Why isn't Lady Gaga's "The Fame" on the list? She reinnovated the elctronic genre and you don't even include her?

What...no PEACHES? Not electronic enough for you?

Horrible list of many mostly unknown artists (except M.I.A., Basement Jax, AIR and LCD Soundsystem)

Agree with the GaGa comment; the Lady was able to push otherwise regularly played mainstream technopop (elsewhere outside US)to be played on US radio once again (and sadly at the end of the decade)

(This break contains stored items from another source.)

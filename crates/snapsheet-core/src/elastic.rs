//! Rubber-band overscroll beyond the outermost snap points.

use crate::gesture_constants::{
    DEFAULT_RUBBER_BAND_FACTOR, RUBBER_BAND_DECAY, RUBBER_BAND_MAX_OVERSCROLL,
};

/// Elastic clamp applied to every candidate height while dragging.
///
/// Inside `[lo, hi]` heights pass through. Outside, the overshoot is mapped
/// through `1 - e^(-d / 200)` so the sheet keeps following the pointer but
/// decelerates and never travels further than `50 * factor` past the limit.
#[derive(Clone, Copy, Debug, PartialEq)]
pub struct RubberBand {
    factor: f32,
}

impl RubberBand {
    pub const fn new(factor: f32) -> Self {
        Self { factor }
    }

    pub fn factor(&self) -> f32 {
        self.factor
    }

    /// Largest distance the sheet can be pulled past a limit.
    pub fn max_overscroll(&self) -> f32 {
        RUBBER_BAND_MAX_OVERSCROLL * self.factor
    }

    /// Clamps `height` against `bounds` (lowest, highest snap height).
    /// Without bounds the height passes through.
    pub fn clamp(&self, height: f32, bounds: Option<(f32, f32)>) -> f32 {
        let Some((lo, hi)) = bounds else {
            return height;
        };

        if height > hi {
            hi + self.resist(height - hi)
        } else if height < lo {
            lo - self.resist(lo - height)
        } else {
            height
        }
    }

    fn resist(&self, overshoot: f32) -> f32 {
        (1.0 - (-overshoot / RUBBER_BAND_DECAY).exp()) * self.max_overscroll()
    }
}

impl Default for RubberBand {
    fn default() -> Self {
        Self::new(DEFAULT_RUBBER_BAND_FACTOR)
    }
}
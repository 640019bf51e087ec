//! Millisecond uptime source for hosts whose events carry no timestamp.

use web_time::Instant;

/// Monotonic millisecond clock anchored at construction time.
///
/// Everything in the core takes explicit `u64` millisecond timestamps; this
/// clock is only a convenience for hosts that cannot read one off their
/// input events. Backed by `web_time` so it works on `wasm32` too.
#[derive(Clone, Copy, Debug)]
pub struct MonotonicClock {
    origin: Instant,
}

impl MonotonicClock {
    pub fn new() -> Self {
        Self {
            origin: Instant::now(),
        }
    }

    /// Milliseconds elapsed since the clock was created.
    pub fn now_ms(&self) -> u64 {
        u64::try_from(self.origin.elapsed().as_millis()).unwrap_or(u64::MAX)
    }
}

impl Default for MonotonicClock {
    fn default() -> Self {
        Self::new()
    }
}
//! Backdrop filling the gap between sheet height and content height.

use crate::color::Color;

/// How the host should paint the backdrop revealed under the content.
#[derive(Clone, Debug, PartialEq)]
pub enum BackdropFill {
    Color(Color),
    /// Utility-CSS class name (for example `bg-slate-100`); the host applies
    /// it instead of an inline color.
    Class(String),
    /// Any other CSS color value, passed through untouched.
    Css(String),
}

impl BackdropFill {
    /// Interprets a background color string the way web hosts receive it.
    pub fn parse(value: &str) -> Self {
        let value = value.trim();
        if value.contains("bg-") {
            BackdropFill::Class(value.to_owned())
        } else if let Some(color) = Color::from_hex(value) {
            BackdropFill::Color(color)
        } else {
            match value.to_ascii_lowercase().as_str() {
                "white" => BackdropFill::Color(Color::WHITE),
                "black" => BackdropFill::Color(Color::BLACK),
                "transparent" => BackdropFill::Color(Color::TRANSPARENT),
                _ => BackdropFill::Css(value.to_owned()),
            }
        }
    }
}

impl Default for BackdropFill {
    fn default() -> Self {
        BackdropFill::Color(Color::WHITE)
    }
}

impl From<Color> for BackdropFill {
    fn from(color: Color) -> Self {
        BackdropFill::Color(color)
    }
}

/// Height of the backdrop strip for a sheet of `sheet_height` holding
/// content of `content_height`.
///
/// The extra pixel hides the seam between content and backdrop.
pub fn backdrop_height(sheet_height: f32, content_height: f32) -> f32 {
    (sheet_height - content_height + 1.0).max(0.0)
}
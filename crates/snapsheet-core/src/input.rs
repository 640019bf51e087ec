//! Unified pointer input for touch and mouse hosts.

use smallvec::SmallVec;
use std::cell::Cell;
use std::rc::Rc;

/// Identity of the element a pointer landed on, as assigned by the host.
#[derive(Clone, Copy, Debug, PartialEq, Eq, Hash, PartialOrd, Ord)]
pub struct TargetId(pub u64);

#[derive(Clone, Copy, Debug, PartialEq, Eq)]
pub enum PointerEventKind {
    Down,
    Move,
    Up,
    Cancel,
}

#[derive(Clone, Copy, Debug, Default, PartialEq, Eq)]
pub enum PointerType {
    #[default]
    Touch,
    Mouse,
}

/// A single pointer sample on the sheet's vertical axis.
///
/// Touch and mouse input share this shape; hosts extract the first touch
/// point or the mouse position and hand over the vertical coordinate only.
/// Consumption is shared between copies so the host can tell afterwards
/// whether the sheet claimed the event (and should prevent its default
/// handling).
#[derive(Clone, Debug)]
pub struct PointerEvent {
    pub kind: PointerEventKind,
    /// Vertical position in logical pixels, growing downward.
    pub y: f32,
    /// Event time in milliseconds on the host's monotonic clock.
    pub uptime_ms: u64,
    pub target: Option<TargetId>,
    pub pointer_type: PointerType,
    consumed: Rc<Cell<bool>>,
}

impl PointerEvent {
    pub fn new(kind: PointerEventKind, y: f32, uptime_ms: u64) -> Self {
        Self {
            kind,
            y,
            uptime_ms,
            target: None,
            pointer_type: PointerType::Touch,
            consumed: Rc::new(Cell::new(false)),
        }
    }

    pub fn down(y: f32, uptime_ms: u64) -> Self {
        Self::new(PointerEventKind::Down, y, uptime_ms)
    }

    pub fn moved(y: f32, uptime_ms: u64) -> Self {
        Self::new(PointerEventKind::Move, y, uptime_ms)
    }

    pub fn up(y: f32, uptime_ms: u64) -> Self {
        Self::new(PointerEventKind::Up, y, uptime_ms)
    }

    pub fn cancel(y: f32, uptime_ms: u64) -> Self {
        Self::new(PointerEventKind::Cancel, y, uptime_ms)
    }

    pub fn with_target(mut self, target: TargetId) -> Self {
        self.target = Some(target);
        self
    }

    pub fn with_pointer_type(mut self, pointer_type: PointerType) -> Self {
        self.pointer_type = pointer_type;
        self
    }

    /// Marks the event as claimed by the sheet.
    pub fn consume(&self) {
        self.consumed.set(true);
    }

    pub fn is_consumed(&self) -> bool {
        self.consumed.get()
    }
}

/// A region of the sheet that must not start a drag, such as scrollable or
/// interactive content placed inside it.
///
/// The host owns the element tree, so containment is answered by the host.
pub trait ExclusionZone {
    fn contains(&self, target: TargetId) -> bool;
}

impl<F> ExclusionZone for F
where
    F: Fn(TargetId) -> bool,
{
    fn contains(&self, target: TargetId) -> bool {
        self(target)
    }
}

/// Exclusion zone given as an explicit list of target ids (the excluded
/// element and whichever descendants the host reports).
#[derive(Clone, Debug, Default, PartialEq, Eq)]
pub struct ExcludedTargets(SmallVec<[TargetId; 4]>);

impl ExcludedTargets {
    pub fn new() -> Self {
        Self::default()
    }

    pub fn with(mut self, target: TargetId) -> Self {
        self.insert(target);
        self
    }

    pub fn insert(&mut self, target: TargetId) {
        if !self.0.contains(&target) {
            self.0.push(target);
        }
    }

    pub fn remove(&mut self, target: TargetId) {
        self.0.retain(|existing| *existing != target);
    }

    pub fn is_empty(&self) -> bool {
        self.0.is_empty()
    }
}

impl FromIterator<TargetId> for ExcludedTargets {
    fn from_iter<I: IntoIterator<Item = TargetId>>(iter: I) -> Self {
        let mut targets = Self::new();
        for target in iter {
            targets.insert(target);
        }
        targets
    }
}

impl ExclusionZone for ExcludedTargets {
    fn contains(&self, target: TargetId) -> bool {
        self.0.contains(&target)
    }
}

#[cfg(test)]
mod tests {
    use super::*;

    #[test]
    fn consumption_is_shared_between_copies() {
        let event = PointerEvent::down(10.0, 0);
        let copy = event.clone();
        assert!(!event.is_consumed());
        copy.consume();
        assert!(event.is_consumed());
    }

    #[test]
    fn excluded_targets_deduplicate() {
        let targets: ExcludedTargets = [TargetId(1), TargetId(2), TargetId(1)]
            .into_iter()
            .collect();
        assert!(targets.contains(TargetId(1)));
        assert!(targets.contains(TargetId(2)));
        assert!(!targets.contains(TargetId(3)));

        let mut targets = targets;
        targets.remove(TargetId(1));
        assert!(!targets.contains(TargetId(1)));
    }

    #[test]
    fn closures_act_as_exclusion_zones() {
        let zone = |target: TargetId| target.0 >= 100;
        assert!(zone.contains(TargetId(150)));
        assert!(!zone.contains(TargetId(5)));
    }
}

And whatever happened to various electronic music trendsetters and gurus like: NY's own Moby (Ambient Electronica), ATB (Eurotrance), William Orbit - Tiesto - Armin VanBuuren... (Trancemasters) , Enigma (New Age Electronica), Robert Miles (Dreamdance), Bjork (Islandic electronica), Scooter (Hardcore Techno), Bob Sinclar or David Guetta (Ibiza dance style sensations), or Benny Bennassi, Gigi D'Agostino & Gabry Ponte (Electro), or even well known American artists like Andre 3000 or Black Eyed Peas (with their newest electronic album Energy Never Ends)????????????????
Where do these rank on your list?

No TIESTO in the list that's unfair!

very poor choices mr roman! Trance has no place here, but really, hardcore techno in the form of Scooter? How could you possibly think that it could be considered as the best of anything?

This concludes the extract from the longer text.